Plans for the site, located in the northern half of the grounds, include various remembrance options for families: bronze memorial plaques permanently mounted to stone tablets, commemorative polished stones to be placed within the garden, cedar memory flags to hang from surrounding woods, and pre-cast cement ‘spirit houses’ that families are able to take home and personalize before mounting in place.

Though the one-third of and acre site isn’t suitable for interment or remains, there are areas designated for the scattering of ashes. The garden is intended to expand or enhance the traditional burial already offered in park.

“Having something that won’t wash away, or be broken or lost is really critical to these families,” Davoren said, underlining the importance of the memorial plaques for parents who have often spent much time selecting names for their babies that only appear on birth and death certificates.

“It’s a beautiful setting,” Wilson said. “I like that there are alternatives for people to chose from. … There’s a variety of ways for people to express what’s personally helpful to them.”

The Board of Cemetery Trustees of Greater Victoria contributed $50,000 toward developing the plan for garden and partnered with the Saanich Legacy Foundation to generate the $295,000 needed to complete the project.
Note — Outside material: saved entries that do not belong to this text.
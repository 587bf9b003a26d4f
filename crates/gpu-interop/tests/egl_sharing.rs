//! Exercises the EGL backend on machines that have a dma-buf capable driver.
//! Everything is skipped (with a note on stderr) where that is missing.

#![cfg(target_os = "linux")]

use dmabuf_core::{ExportError, Extent, PixelQuad};
use gpu_interop::egl::{EglProvider, GlTexture};
use gpu_interop::{GpuContextProvider, PresentationSurface};

const EXTENT: Extent = Extent::new(2, 2);

fn provider() -> Option<EglProvider> {
    match EglProvider::new(EXTENT) {
        Ok(p) => Some(p),
        Err(e) => {
            eprintln!("skipping: no EGL context ({e:#})");
            None
        }
    }
}

#[test]
fn texture_round_trips_through_dma_buf() {
    let Some(mut gpu) = provider() else { return };
    let image = gpu.create_image(EXTENT, &PixelQuad::INITIAL).unwrap();
    gpu.flush();

    let (handle, metadata) = match gpu.export_image(&image) {
        Ok(exported) => exported,
        Err(ExportError::Unsupported(what)) => {
            eprintln!("skipping: {what}");
            return;
        }
        Err(e) => panic!("{e}"),
    };
    assert!(metadata.stride() >= 8);

    let imported = match gpu.import_image(&handle, &metadata, EXTENT) {
        Ok(image) => image,
        Err(e) => {
            eprintln!("skipping: {e}");
            return;
        }
    };
    drop(handle);

    // A fresh GL name aliasing the exported memory.
    assert!(imported.is_imported());
    assert_ne!(imported.gl_texture(), GlTexture(0));
    assert_ne!(imported.gl_texture(), image.gl_texture());
    assert_eq!(gpu.read_back(&imported).unwrap(), PixelQuad::INITIAL);

    let rotated = PixelQuad::INITIAL.rotate();
    gpu.upload(&imported, &rotated).unwrap();
    gpu.flush();
    assert_eq!(gpu.read_back(&image).unwrap(), rotated);
    assert_eq!(gpu.poll_error(), None);
}

#[test]
fn presenting_without_drawing_clears_the_frame() {
    let Some(mut gpu) = provider() else { return };
    gpu.present().unwrap();
    let image = gpu.create_image(EXTENT, &PixelQuad::INITIAL).unwrap();
    gpu.draw(&image).unwrap();
    gpu.present().unwrap();
    assert_eq!(gpu.poll_error(), None);
}

#[test]
fn glium_keeps_working_after_a_raw_import() {
    let Some(mut gpu) = provider() else { return };
    let image = gpu.create_image(EXTENT, &PixelQuad::INITIAL).unwrap();
    let Ok((handle, metadata)) = gpu.export_image(&image) else {
        eprintln!("skipping: no dma-buf export");
        return;
    };
    let imported = match gpu.import_image(&handle, &metadata, EXTENT) {
        Ok(image) => image,
        Err(e) => {
            eprintln!("skipping: {e}");
            return;
        }
    };

    // The import binds textures behind glium's back; its cached state must
    // still match so later draws and uploads land where they should.
    gpu.draw(&imported).unwrap();
    gpu.present().unwrap();
    let other = gpu.create_image(EXTENT, &PixelQuad::INITIAL.rotate()).unwrap();
    assert_eq!(gpu.read_back(&other).unwrap(), PixelQuad::INITIAL.rotate());
    assert_eq!(gpu.read_back(&imported).unwrap(), PixelQuad::INITIAL);
    assert_eq!(gpu.poll_error(), None);
}
//! Headless EGL display with a current desktop GL context.
//!
//! Holds only the EGL objects: display, context and a small pbuffer used as
//! the default framebuffer. Texture sharing lives in [`super::interop`].

#![allow(unused_unsafe)]

use std::collections::HashSet;
use std::ffi::c_void;

use anyhow::{anyhow, Context as _, Result};
use dmabuf_core::{Extent, GpuApi, GpuError};
use khronos_egl as egl;
use tracing::{debug, warn};

/// `EGL_PLATFORM_SURFACELESS_MESA`
const PLATFORM_SURFACELESS_MESA: egl::Enum = 0x31DD;

pub(crate) type EglInstance = egl::DynamicInstance<egl::EGL1_5>;

fn egl_error(e: egl::Error) -> GpuError {
    GpuError::new(GpuApi::Egl, e.native() as u32, e.to_string())
}

/// An initialised EGL display with its context made current on this thread.
pub struct EglDisplay {
    egl: EglInstance,
    display: egl::Display,
    context: egl::Context,
    surface: egl::Surface,
    size: Extent,
    extensions: HashSet<String>,
}

impl EglDisplay {
    /// Load `libEGL`, open a display and make a GL context current.
    ///
    /// Prefers Mesa's surfaceless platform, which needs neither a window
    /// system nor a DRM master. Falls back to the default display.
    pub fn new(size: Extent) -> Result<Self> {
        let egl = unsafe { EglInstance::load_required() }
            .map_err(|e| anyhow!("failed to load libEGL: {e}"))?;

        let display = Self::open_display(&egl)?;
        let (major, minor) = egl
            .initialize(display)
            .context("eglInitialize failed")?;
        debug!("EGL {major}.{minor}");

        let extensions = egl
            .query_string(Some(display), egl::EXTENSIONS)
            .map(|s| {
                s.to_string_lossy()
                    .split_ascii_whitespace()
                    .map(str::to_owned)
                    .collect()
            })
            .unwrap_or_default();

        egl.bind_api(egl::OPENGL_API)
            .context("desktop OpenGL is not available through EGL")?;

        let config_attribs = [
            egl::SURFACE_TYPE,
            egl::PBUFFER_BIT,
            egl::RENDERABLE_TYPE,
            egl::OPENGL_BIT,
            egl::RED_SIZE,
            8,
            egl::GREEN_SIZE,
            8,
            egl::BLUE_SIZE,
            8,
            egl::ALPHA_SIZE,
            8,
            egl::NONE,
        ];
        let config = egl
            .choose_first_config(display, &config_attribs)
            .context("eglChooseConfig failed")?
            .ok_or_else(|| anyhow!("no RGBA8 pbuffer config with OpenGL support"))?;

        let context = egl
            .create_context(display, config, None, &[egl::NONE])
            .context("eglCreateContext failed")?;

        let surface_attribs = [
            egl::WIDTH,
            size.width as egl::Int,
            egl::HEIGHT,
            size.height as egl::Int,
            egl::NONE,
        ];
        let surface = egl
            .create_pbuffer_surface(display, config, &surface_attribs)
            .context("eglCreatePbufferSurface failed")?;

        egl.make_current(display, Some(surface), Some(surface), Some(context))
            .context("eglMakeCurrent failed")?;

        Ok(Self {
            egl,
            display,
            context,
            surface,
            size,
            extensions,
        })
    }

    fn open_display(egl: &EglInstance) -> Result<egl::Display> {
        let surfaceless = unsafe {
            egl.get_platform_display(
                PLATFORM_SURFACELESS_MESA,
                egl::DEFAULT_DISPLAY,
                &[egl::ATTRIB_NONE],
            )
        };
        match surfaceless {
            Ok(display) => {
                debug!("using surfaceless EGL platform");
                return Ok(display);
            }
            Err(e) => warn!("surfaceless EGL platform unavailable ({e}), trying default display"),
        }
        unsafe { egl.get_display(egl::DEFAULT_DISPLAY) }
            .ok_or_else(|| anyhow!("no EGL display available"))
    }

    pub(crate) fn instance(&self) -> &EglInstance {
        &self.egl
    }

    pub(crate) fn raw(&self) -> egl::Display {
        self.display
    }

    pub(crate) fn context(&self) -> egl::Context {
        self.context
    }

    pub fn size(&self) -> Extent {
        self.size
    }

    pub fn has_extension(&self, name: &str) -> bool {
        self.extensions.contains(name)
    }

    pub(crate) fn get_proc_address(&self, symbol: &str) -> *const c_void {
        self.egl
            .get_proc_address(symbol)
            .map_or(std::ptr::null(), |f| f as *const c_void)
    }

    pub(crate) fn swap_buffers(&self) -> Result<(), GpuError> {
        self.egl
            .swap_buffers(self.display, self.surface)
            .map_err(egl_error)
    }

    pub(crate) fn is_current(&self) -> bool {
        self.egl.get_current_context() == Some(self.context)
    }

    pub(crate) fn make_current(&self) -> Result<(), GpuError> {
        self.egl
            .make_current(
                self.display,
                Some(self.surface),
                Some(self.surface),
                Some(self.context),
            )
            .map_err(egl_error)
    }

    /// Take the pending EGL error of this thread.
    pub(crate) fn poll_error(&self) -> Option<GpuError> {
        self.egl.get_error().map(egl_error)
    }
}

// The EGLDisplay handle is shared by every context in the process, so it is
// never terminated here.
impl Drop for EglDisplay {
    fn drop(&mut self) {
        let _ = self.egl.make_current(self.display, None, None, None);
        if let Err(e) = self.egl.destroy_surface(self.display, self.surface) {
            warn!("eglDestroySurface failed: {e}");
        }
        if let Err(e) = self.egl.destroy_context(self.display, self.context) {
            warn!("eglDestroyContext failed: {e}");
        }
    }
}
//! [`ShmProvider`]: memfd-backed images with dma-buf sharing semantics.
//!
//! Each image is an anonymous memfd laid out like a linear GPU surface: a
//! row pitch aligned to [`PITCH_ALIGN`] bytes and ABGR8888 pixels. Exporting
//! duplicates the descriptor, importing takes a duplicate of the received
//! one, and every access goes straight to the shared pages, so writes in one
//! process are visible in the other without any copy of the buffer.

use std::fs::File;
use std::io;
use std::os::fd::OwnedFd;
use std::os::unix::fs::FileExt;

use anyhow::{Context as _, Result};
use dmabuf_core::{
    BufferMetadata, DmaBufHandle, ExportError, Extent, FourCc, GpuApi, GpuError, ImportError,
    PixelQuad,
};
use nix::sys::memfd::{memfd_create, MemFdCreateFlag};
use tracing::{debug, trace};

use crate::{GpuContextProvider, PresentationSurface};

/// Row pitch alignment, matching what linear scan-out buffers typically use.
pub const PITCH_ALIGN: u32 = 64;

const BYTES_PER_PIXEL: u32 = 4;

/// A shared-memory image.
#[derive(Debug)]
pub struct ShmImage {
    file: File,
    metadata: BufferMetadata,
    extent: Extent,
}

impl ShmImage {
    pub fn metadata(&self) -> &BufferMetadata {
        &self.metadata
    }

    pub fn extent(&self) -> Extent {
        self.extent
    }

    fn row_offset(&self, row: u32) -> u64 {
        self.metadata.offset() as u64 + row as u64 * self.metadata.stride() as u64
    }
}

/// CPU stand-in for a GPU context.
///
/// "Presenting" records the quad that was drawn and logs it.
#[derive(Debug, Default)]
pub struct ShmProvider {
    back_buffer: Option<PixelQuad>,
    frames_presented: u64,
    flushes: u64,
    pending_error: Option<GpuError>,
}

fn io_error(op: &str, e: io::Error) -> GpuError {
    let code = e.raw_os_error().unwrap_or(0) as u32;
    GpuError::new(GpuApi::Shm, code, format!("{op}: {e}"))
}

impl ShmProvider {
    pub fn new() -> Self {
        Self::default()
    }

    pub fn frames_presented(&self) -> u64 {
        self.frames_presented
    }

    pub fn flushes(&self) -> u64 {
        self.flushes
    }

    /// The quad most recently drawn to the back buffer.
    pub fn back_buffer(&self) -> Option<PixelQuad> {
        self.back_buffer
    }

    /// Record an error for the next [`GpuContextProvider::poll_error`].
    pub fn raise_error(&mut self, error: GpuError) {
        self.pending_error.get_or_insert(error);
    }

    fn check_quad(image: &ShmImage) -> Result<(), GpuError> {
        if image.extent.width < 2 || image.extent.height < 2 {
            return Err(GpuError::new(
                GpuApi::Shm,
                0,
                format!("image {}x{} is smaller than 2x2", image.extent.width, image.extent.height),
            ));
        }
        Ok(())
    }
}

impl GpuContextProvider for ShmProvider {
    type Image = ShmImage;

    fn create_image(&mut self, extent: Extent, pixels: &PixelQuad) -> Result<ShmImage> {
        let stride = (extent.width * BYTES_PER_PIXEL).next_multiple_of(PITCH_ALIGN);
        let metadata = BufferMetadata::new(FourCc::ABGR8888, 0, stride)?;
        let fd = memfd_create(c"dmabuf-share", MemFdCreateFlag::MFD_CLOEXEC)
            .context("memfd_create")?;
        let file = File::from(fd);
        file.set_len(stride as u64 * extent.height as u64)
            .context("size shared image")?;

        let image = ShmImage {
            file,
            metadata,
            extent,
        };
        self.upload(&image, pixels)?;
        debug!(%metadata, ?extent, "created shared-memory image");
        Ok(image)
    }

    fn flush(&mut self) {
        // Stores to a memfd are visible to every mapping immediately.
        self.flushes += 1;
        trace!(flushes = self.flushes, "flush");
    }

    fn export_image(&mut self, image: &ShmImage) -> Result<(DmaBufHandle, BufferMetadata), ExportError> {
        let fd = image
            .file
            .try_clone()
            .map_err(|e| ExportError::failed(format!("duplicate memfd: {e}")))?;
        Ok((DmaBufHandle::from(OwnedFd::from(fd)), image.metadata))
    }

    fn import_image(
        &mut self,
        handle: &DmaBufHandle,
        metadata: &BufferMetadata,
        extent: Extent,
    ) -> Result<ShmImage, ImportError> {
        let bpp = metadata.fourcc().bytes_per_pixel().ok_or_else(|| {
            ImportError::unsupported(format!("pixel format {}", metadata.fourcc()))
        })?;
        if extent.width * bpp > metadata.stride() {
            return Err(ImportError::failed(format!(
                "stride {} is too small for {} pixels per row",
                metadata.stride(),
                extent.width
            )));
        }

        let own = handle
            .try_clone()
            .map_err(|e| ImportError::failed(format!("duplicate handle: {e}")))?;
        let file = File::from(own.into_owned_fd());
        let len = file
            .metadata()
            .map_err(|e| ImportError::failed(format!("stat handle: {e}")))?
            .len();
        let needed = metadata.required_len(extent, bpp);
        if len < needed {
            return Err(ImportError::failed(format!(
                "buffer is {len} bytes, layout needs {needed}"
            )));
        }

        debug!(%metadata, ?extent, "imported shared-memory image");
        Ok(ShmImage {
            file,
            metadata: *metadata,
            extent,
        })
    }

    fn upload(&mut self, image: &ShmImage, pixels: &PixelQuad) -> Result<(), GpuError> {
        Self::check_quad(image)?;
        for row in 0..2 {
            image
                .file
                .write_all_at(&pixels.row_bytes(row), image.row_offset(row as u32))
                .map_err(|e| io_error("write shared image", e))?;
        }
        Ok(())
    }

    fn read_back(&mut self, image: &ShmImage) -> Result<PixelQuad, GpuError> {
        Self::check_quad(image)?;
        let mut rows = [[0u8; 8]; 2];
        for (row, buf) in rows.iter_mut().enumerate() {
            image
                .file
                .read_exact_at(buf, image.row_offset(row as u32))
                .map_err(|e| io_error("read shared image", e))?;
        }
        Ok(PixelQuad::from_rows(rows[0], rows[1]))
    }

    fn poll_error(&mut self) -> Option<GpuError> {
        self.pending_error.take()
    }
}

impl PresentationSurface for ShmProvider {
    fn draw(&mut self, image: &ShmImage) -> Result<(), GpuError> {
        self.back_buffer = Some(self.read_back(image)?);
        Ok(())
    }

    fn present(&mut self) -> Result<(), GpuError> {
        self.frames_presented += 1;
        match self.back_buffer {
            Some(quad) => debug!(frame = self.frames_presented, %quad, "presented"),
            None => debug!(frame = self.frames_presented, "presented empty frame"),
        }
        Ok(())
    }
}

#[cfg(test)]
mod tests {
    use super::*;

    #[test]
    fn created_image_uses_aligned_pitch() {
        let mut gpu = ShmProvider::new();
        let image = gpu.create_image(Extent::new(2, 2), &PixelQuad::INITIAL).unwrap();
        assert_eq!(image.metadata().stride(), PITCH_ALIGN);
        assert_eq!(image.metadata().fourcc(), FourCc::ABGR8888);
        assert_eq!(gpu.read_back(&image).unwrap(), PixelQuad::INITIAL);
    }

    #[test]
    fn imported_image_shares_memory_with_export() {
        let mut producer = ShmProvider::new();
        let mut consumer = ShmProvider::new();
        let image = producer.create_image(Extent::new(2, 2), &PixelQuad::INITIAL).unwrap();

        let (handle, metadata) = producer.export_image(&image).unwrap();
        let imported = consumer
            .import_image(&handle, &metadata, Extent::new(2, 2))
            .unwrap();
        drop(handle);

        let rotated = PixelQuad::INITIAL.rotate();
        consumer.upload(&imported, &rotated).unwrap();
        assert_eq!(producer.read_back(&image).unwrap(), rotated);
    }

    #[test]
    fn import_rejects_layout_larger_than_buffer() {
        let mut gpu = ShmProvider::new();
        let image = gpu.create_image(Extent::new(2, 2), &PixelQuad::INITIAL).unwrap();
        let (handle, metadata) = gpu.export_image(&image).unwrap();
        let err = gpu
            .import_image(&handle, &metadata, Extent::new(2, 64))
            .unwrap_err();
        assert!(matches!(err, ImportError::Failed(_)));
    }

    #[test]
    fn import_rejects_unknown_format() {
        let mut gpu = ShmProvider::new();
        let image = gpu.create_image(Extent::new(2, 2), &PixelQuad::INITIAL).unwrap();
        let (handle, _) = gpu.export_image(&image).unwrap();
        let nv12 = BufferMetadata::new(FourCc::from_chars(*b"NV12"), 0, 64).unwrap();
        let err = gpu.import_image(&handle, &nv12, Extent::new(2, 2)).unwrap_err();
        assert!(matches!(err, ImportError::Unsupported(_)));
    }

    #[test]
    fn raised_error_is_reported_once() {
        let mut gpu = ShmProvider::new();
        gpu.raise_error(GpuError::gl(0x0505));
        assert_eq!(gpu.poll_error(), Some(GpuError::gl(0x0505)));
        assert_eq!(gpu.poll_error(), None);
    }
}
The group aims to collect two-thirds of the funds from provincial and federal sources with the remaining one-third falling in the hands of local donors.

Use of the garden will be made available to every family, regardless of where and when they lost the baby and whether or not they are able to pay for their chosen remembrance option.

When Lindsay McCray, grant-writer with the foundation, heard the project was underway this June, she got behind it 100 per cent. McCray is one of the estimated 450 women who experience miscarriage annually in Greater Victoria.

“I will be able to stand in the middle of the garden and to look at all the cedar flags in memory of other infants lost and know that there are others who share my sadness,” said McCray during the public launch of the fundraising campaign. “There are others who stood where I stand.”

Stephen Olson, executive director of Royal Oak Burial Park said the need for the project is far greater than most people may be aware.

“I cannot recall a time when I’ve been so moved by stories that have been told, stories like Lindsay’s and the reason it’s been so moving is each family has never had a an opportunity to give voice to their story and to tell us how they felt,” he said. “We want to rectify that for these parents and these families.”

In June 2013, when Little Spirits Garden is slated for completion, it will already host 250 spirit houses to account for previous need. In memoriam donations can be made at saanichlegacy.ca. Donors will be able to personalize a cedar remembrance flag to hang in the completed garden.

At 7 p.m. on Oct. 15, worldwide Pregnancy and Infant Loss Awareness Day, the park will host a community candlelight vigil at the Garden Chapel for families to honour their little spirit.